Mes enfans m’écrivent chaque mois depuis Colombier & paraissent excessivement contents. Mr. Barrelet aussi ne fait que louer leurs procédés jusqu’ici ; j’ai ici un moutard (Alberto) qui aurait grand besoin d’aller rejoindre sa sœur & ses frères en Suisse ; mais, pour l’envoyer tout seul c’est trop risqué & pour l’accompagner moi-même, c’est trop couteux. En attendant il demande tous les jours à partir, pour aller rejoindre ses compagnons en Europe.

Nous avons ici des pluies diluviennes qui, après trois ans de sècheresse causent beaucoup de maladies ; heureusement que le maudit insecte du café s’en trouve aussi mal que nous autres & dépérit peu à peu ; le froid aussi est excessif : avant-hier à 5 ½ heures du matin 11 ¾o R. nous autres nos gêlons positivement par un froid semblable.

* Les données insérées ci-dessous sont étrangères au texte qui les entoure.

use daybook_domain::{DateRangeError, RecordId};
use thiserror::Error;

#[derive(Debug, Error)]
pub enum CoreError {
    #[error("Customer not found: {0}")]
    CustomerNotFound(String),
    #[error("{kind} not found: {id}")]
    RecordNotFound { kind: &'static str, id: RecordId },
    #[error("Validation failed: {0}")]
    Validation(String),
    #[error("Invariant violated: {0}")]
    InvariantViolation(String),
    #[error("Invalid operation: {0}")]
    InvalidOperation(String),
    #[error("Storage error: {0}")]
    Storage(String),
    #[error("I/O error: {0}")]
    Io(#[from] std::io::Error),
    #[error("Serialization error: {0}")]
    Serde(String),
    #[error(transparent)]
    DateRange(#[from] DateRangeError),
}

pub type CoreResult<T> = Result<T, CoreError>;
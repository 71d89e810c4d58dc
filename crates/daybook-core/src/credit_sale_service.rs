use daybook_domain::{CreditSale, Customer, Payment, RecordId};
use rust_decimal::Decimal;

use crate::{
    cascade::{load_context, AutoPaymentCascade, CascadeSource},
    rate_service::RateService,
    storage::{DaybookStore, RecordStore},
    validation::{not_found, require_positive, require_text},
    CoreError, CoreResult,
};

/// Credit sales and the MPP mirror each one may carry.
///
/// Every mutation runs the [`AutoPaymentCascade`] and rolls the credit sale
/// back when the mirror cannot be written.
pub struct CreditSaleService;

impl CreditSaleService {
    pub fn create<S: DaybookStore>(store: &mut S, credit: CreditSale) -> CoreResult<CreditSale> {
        let credit = Self::prepare(store, credit)?;
        let created = RecordStore::<CreditSale>::create(store, credit)?;

        let (mpp_customer, payments) = load_context(store)?;
        let action = AutoPaymentCascade::new(mpp_customer.as_ref(), &payments)
            .on_create(CascadeSource::Credit(&created));
        if let Err(err) = action.apply(store) {
            tracing::error!(credit = %created.id, %err, "cascade failed; rolling back credit sale");
            RecordStore::<CreditSale>::delete(store, created.id)?;
            return Err(err);
        }
        tracing::info!(credit = %created.id, customer = %created.customer_name, total = %created.total_amount, "credit sale recorded");
        Ok(created)
    }

    pub fn update<S: DaybookStore>(store: &mut S, id: RecordId, credit: CreditSale) -> CoreResult<CreditSale> {
        let previous = RecordStore::<CreditSale>::get(store, id)?.ok_or_else(|| not_found("credit sale", id))?;
        let credit = Self::prepare(store, credit)?;
        let updated = RecordStore::<CreditSale>::update(store, id, credit)?
            .ok_or_else(|| not_found("credit sale", id))?;

        let (mpp_customer, payments) = load_context(store)?;
        let action = AutoPaymentCascade::new(mpp_customer.as_ref(), &payments).on_update(
            CascadeSource::Credit(&previous),
            CascadeSource::Credit(&updated),
        );
        if let Err(err) = action.apply(store) {
            tracing::error!(credit = %id, %err, "cascade failed; restoring previous credit sale");
            RecordStore::<CreditSale>::update(store, id, previous)?;
            return Err(err);
        }
        Ok(updated)
    }

    /// Removes the mirror first, then the credit sale. The mirror is put back
    /// when the credit sale cannot be removed.
    pub fn delete<S: DaybookStore>(store: &mut S, id: RecordId) -> CoreResult<()> {
        let existing = RecordStore::<CreditSale>::get(store, id)?.ok_or_else(|| not_found("credit sale", id))?;
        let (mpp_customer, payments) = load_context(store)?;
        let action = AutoPaymentCascade::new(mpp_customer.as_ref(), &payments)
            .on_delete(CascadeSource::Credit(&existing));
        action.apply(store)?;

        match RecordStore::<CreditSale>::delete(store, id) {
            Ok(true) => {
                tracing::info!(credit = %id, "credit sale deleted");
                Ok(())
            }
            Ok(false) => {
                action.revert(store, None);
                Err(not_found("credit sale", id))
            }
            Err(err) => {
                action.revert(store, None);
                Err(err)
            }
        }
    }

    /// Payment mirroring `id`, if any.
    pub fn linked_payment<S: DaybookStore>(store: &S, id: RecordId) -> CoreResult<Option<Payment>> {
        Ok(RecordStore::<Payment>::list(store)?
            .into_iter()
            .find(|payment| payment.auto_generated && payment.linked_credit_id() == Some(id)))
    }

    fn prepare<S: DaybookStore>(store: &S, mut credit: CreditSale) -> CoreResult<CreditSale> {
        let customer_id = credit
            .customer_id
            .ok_or_else(|| CoreError::Validation("Customer is required".into()))?;
        let customer = RecordStore::<Customer>::get(store, customer_id)?
            .ok_or_else(|| CoreError::CustomerNotFound(customer_id.to_string()))?;
        credit.customer_name = customer.name;

        if credit.fuel_entries.is_empty()
            && credit.income_entries.is_empty()
            && credit.expense_entries.is_empty()
        {
            return Err(CoreError::Validation(
                "Credit sale needs at least one entry".into(),
            ));
        }

        let rates = store.rates()?;
        for entry in &mut credit.fuel_entries {
            require_text(entry.fuel_type.as_str(), "Fuel type")?;
            require_positive(entry.liters, "Liters")?;
            if entry.rate.is_zero() {
                entry.rate = RateService::require(&rates, &entry.fuel_type, credit.date)?;
            }
            require_positive(entry.rate, "Rate")?;
            entry.amount = entry.liters * entry.rate;
        }
        for item in credit.income_entries.iter().chain(&credit.expense_entries) {
            require_text(&item.description, "Description")?;
            require_positive(item.amount, "Amount")?;
        }

        credit.recompute_total();
        if credit.total_amount <= Decimal::ZERO {
            return Err(CoreError::Validation(format!(
                "Credit sale total must be positive, got {}",
                credit.total_amount
            )));
        }
        Ok(credit)
    }
}

#[cfg(test)]
mod tests {
    use super::*;
    use crate::{CustomerService, MemoryStore};
    use chrono::NaiveDate;
    use daybook_domain::{FuelEntry, LineItem};
    use rust_decimal_macros::dec;

    fn day(d: u32) -> NaiveDate {
        NaiveDate::from_ymd_opt(2024, 7, d).unwrap()
    }

    fn setup() -> (MemoryStore, Customer, Customer) {
        let mut store = MemoryStore::new("Credits");
        let mpp = CustomerService::add(&mut store, Customer::mpp("MPP-Unit", dec!(0))).unwrap();
        let xyz = CustomerService::add(&mut store, Customer::new("XYZ", dec!(0))).unwrap();
        (store, mpp, xyz)
    }

    #[test]
    fn tagged_credit_gets_exactly_one_mirror() {
        let (mut store, mpp, xyz) = setup();
        let credit = CreditSale::new(day(1), xyz.id, "XYZ")
            .with_fuel(FuelEntry::new("Petrol", dec!(10), dec!(100)))
            .with_income(LineItem::new("Oil", dec!(50)))
            .tagged(true);
        let created = CreditSaleService::create(&mut store, credit).unwrap();
        assert_eq!(created.total_amount, dec!(1050));

        let payments = &store.as_snapshot().payments;
        assert_eq!(payments.len(), 1);
        assert_eq!(payments[0].customer_id, Some(mpp.id));
        assert_eq!(payments[0].amount, dec!(1000));
        assert_eq!(payments[0].linked_credit_id(), Some(created.id));

        CreditSaleService::delete(&mut store, created.id).unwrap();
        assert!(store.as_snapshot().payments.is_empty());
        assert!(store.as_snapshot().credit_sales.is_empty());
    }

    #[test]
    fn validation_rejects_unknown_customer_and_empty_sales() {
        let (mut store, _, xyz) = setup();
        let stranger = Customer::new("Stranger", dec!(0));
        let credit = CreditSale::new(day(1), stranger.id, "Stranger")
            .with_fuel(FuelEntry::new("Petrol", dec!(1), dec!(100)));
        assert!(matches!(
            CreditSaleService::create(&mut store, credit),
            Err(CoreError::CustomerNotFound(_))
        ));

        let empty = CreditSale::new(day(1), xyz.id, "XYZ");
        assert!(matches!(
            CreditSaleService::create(&mut store, empty),
            Err(CoreError::Validation(_))
        ));

        let zero_liters = CreditSale::new(day(1), xyz.id, "XYZ")
            .with_fuel(FuelEntry::new("Petrol", dec!(0), dec!(100)));
        assert!(CreditSaleService::create(&mut store, zero_liters).is_err());

        let negative_total = CreditSale::new(day(1), xyz.id, "XYZ")
            .with_fuel(FuelEntry::new("Petrol", dec!(1), dec!(10)))
            .with_expense(LineItem::new("Discount", dec!(50)));
        assert!(CreditSaleService::create(&mut store, negative_total).is_err());
        assert!(store.as_snapshot().credit_sales.is_empty());
    }

    #[test]
    fn entry_amounts_are_derived_and_zero_rates_resolved() {
        let (mut store, _, xyz) = setup();
        RateService::set_rate(&mut store, "Diesel", day(1), dec!(90)).unwrap();
        let mut entry = FuelEntry::new("Diesel", dec!(5), dec!(0));
        entry.amount = dec!(1);
        let mut credit = CreditSale::new(day(2), xyz.id, "whatever");
        credit.fuel_entries.push(entry);
        let created = CreditSaleService::create(&mut store, credit).unwrap();
        assert_eq!(created.fuel_entries[0].rate, dec!(90));
        assert_eq!(created.total_amount, dec!(450));
        assert_eq!(created.customer_name, "XYZ");
        assert!(store.as_snapshot().payments.is_empty());
    }

    #[test]
    fn untagging_and_reassigning_remove_the_mirror() {
        let (mut store, mpp, xyz) = setup();
        let credit = CreditSale::new(day(1), xyz.id, "XYZ")
            .with_fuel(FuelEntry::new("Petrol", dec!(10), dec!(100)))
            .tagged(true);
        let created = CreditSaleService::create(&mut store, credit).unwrap();

        let mut more = created.clone();
        more.fuel_entries[0].liters = dec!(12);
        CreditSaleService::update(&mut store, created.id, more.clone()).unwrap();
        let mirror = CreditSaleService::linked_payment(&store, created.id).unwrap().unwrap();
        assert_eq!(mirror.amount, dec!(1200));

        let untagged = more.clone().tagged(false);
        CreditSaleService::update(&mut store, created.id, untagged).unwrap();
        assert!(CreditSaleService::linked_payment(&store, created.id).unwrap().is_none());

        CreditSaleService::update(&mut store, created.id, more.clone()).unwrap();
        assert!(CreditSaleService::linked_payment(&store, created.id).unwrap().is_some());

        let mut reassigned = more;
        reassigned.customer_id = Some(mpp.id);
        CreditSaleService::update(&mut store, created.id, reassigned).unwrap();
        assert!(store.as_snapshot().payments.is_empty());
    }
}
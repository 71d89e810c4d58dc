//! Cash positions derived from the day-book streams.

use std::collections::BTreeMap;

use daybook_domain::{DateRange, DaybookSnapshot, FuelType};
use rust_decimal::Decimal;
use serde::Serialize;

use crate::partition::{RecordSet, TransactionPartitioner};

/// Sums of every stream that feeds the cash formula.
#[derive(Debug, Clone, Copy, Default, PartialEq, Eq, Serialize)]
pub struct StreamTotals {
    pub fuel_sales: Decimal,
    pub fuel_liters: Decimal,
    pub credit_total: Decimal,
    pub credit_liters: Decimal,
    pub income_total: Decimal,
    pub expense_total: Decimal,
    pub settlement_total: Decimal,
}

impl StreamTotals {
    /// `fuel_sales − credit_total − expense_total + income_total − settlement_total`
    pub fn cash(&self) -> Decimal {
        self.fuel_sales - self.credit_total - self.expense_total + self.income_total
            - self.settlement_total
    }

    pub fn has_activity(&self) -> bool {
        !(self.fuel_sales.is_zero()
            && self.credit_total.is_zero()
            && self.income_total.is_zero()
            && self.expense_total.is_zero()
            && self.settlement_total.is_zero())
    }
}

pub struct CashReconciler;

impl CashReconciler {
    /// Totals one set of records. Income and expense lines attached to credit
    /// sales count toward the sundry totals.
    pub fn reconcile(records: &RecordSet<'_>) -> StreamTotals {
        let mut totals = StreamTotals::default();
        for sale in records.sales.iter().filter(|sale| sale.is_cash()) {
            totals.fuel_sales += sale.amount;
            totals.fuel_liters += sale.liters;
        }
        for credit in &records.credits {
            totals.credit_total += credit.total_amount;
            totals.credit_liters += credit.total_liters();
            totals.income_total += credit.income_amount();
            totals.expense_total += credit.expense_amount();
        }
        totals.income_total += records.income.iter().map(|r| r.amount).sum::<Decimal>();
        totals.expense_total += records.expenses.iter().map(|r| r.amount).sum::<Decimal>();
        totals.settlement_total = records.settlements.iter().map(|r| r.amount).sum();
        totals
    }
}

#[derive(Debug, Clone, Copy, Default, PartialEq, Eq, Serialize)]
pub struct FuelTypeTotals {
    pub liters: Decimal,
    pub amount: Decimal,
}

/// Dashboard figures for one date range.
#[derive(Debug, Clone, Serialize)]
pub struct DaybookStatistics {
    pub range: DateRange,
    pub regular: StreamTotals,
    pub mpp: StreamTotals,
    pub cash_in_hand: Decimal,
    pub mpp_cash: Decimal,
    pub total_available_cash: Decimal,
    pub has_mpp_data: bool,
    pub fuel_by_type: BTreeMap<FuelType, FuelTypeTotals>,
    pub total_liters: Decimal,
}

pub struct ReconcileService;

impl ReconcileService {
    pub fn statistics(snapshot: &DaybookSnapshot, range: DateRange) -> DaybookStatistics {
        let records = RecordSet::from_snapshot(snapshot, range);
        let parts = TransactionPartitioner::partition_set(&records);
        let regular = CashReconciler::reconcile(&parts.regular);
        let mpp = CashReconciler::reconcile(&parts.mpp);

        let mut fuel_by_type: BTreeMap<FuelType, FuelTypeTotals> = BTreeMap::new();
        for sale in &records.sales {
            let entry = fuel_by_type.entry(sale.fuel_type.clone()).or_default();
            entry.liters += sale.liters;
            entry.amount += sale.amount;
        }
        let total_liters = fuel_by_type.values().map(|totals| totals.liters).sum();

        let cash_in_hand = regular.cash();
        let mpp_cash = mpp.cash();
        tracing::debug!(%range, %cash_in_hand, %mpp_cash, "reconciled day-book");
        DaybookStatistics {
            range,
            regular,
            mpp,
            cash_in_hand,
            mpp_cash,
            total_available_cash: cash_in_hand + mpp_cash,
            has_mpp_data: mpp.has_activity(),
            fuel_by_type,
            total_liters,
        }
    }

    /// MPP cash over the tagged records of `range`.
    pub fn mpp_cash(snapshot: &DaybookSnapshot, range: DateRange) -> Decimal {
        let records = RecordSet::from_snapshot(snapshot, range);
        CashReconciler::reconcile(&TransactionPartitioner::partition_set(&records).mpp).cash()
    }
}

Si tu écris à Albert dis lui que j’ai reçu sa lettre, qui s’est croisé avec la mienne & que je lui répondrai prochainement.

Enfin, je te remercie bien cordialement, ainsi que ma mère & mes sœurs pour les cadeaux de nouvel-an, que vous avez en la bonté d’envoyer à mes enfans. Prochainement tu recevras le sac de café promis, afin d’avoir un échantillon de mes produits, que j’ose citer, sans fatuité, comme les premiers en qualité, de la place de Bahia, & qui ne le cèdent en rien à ceux de Rio.

Je termine en te saluant bien tendrement, ainsi que ma mère & mes sœurs ; mes complimens affectueux à la tante Elise & ses enfans ; oncles Fritz & Benoît ; tante Julie ; frère Charles & sa progéniture.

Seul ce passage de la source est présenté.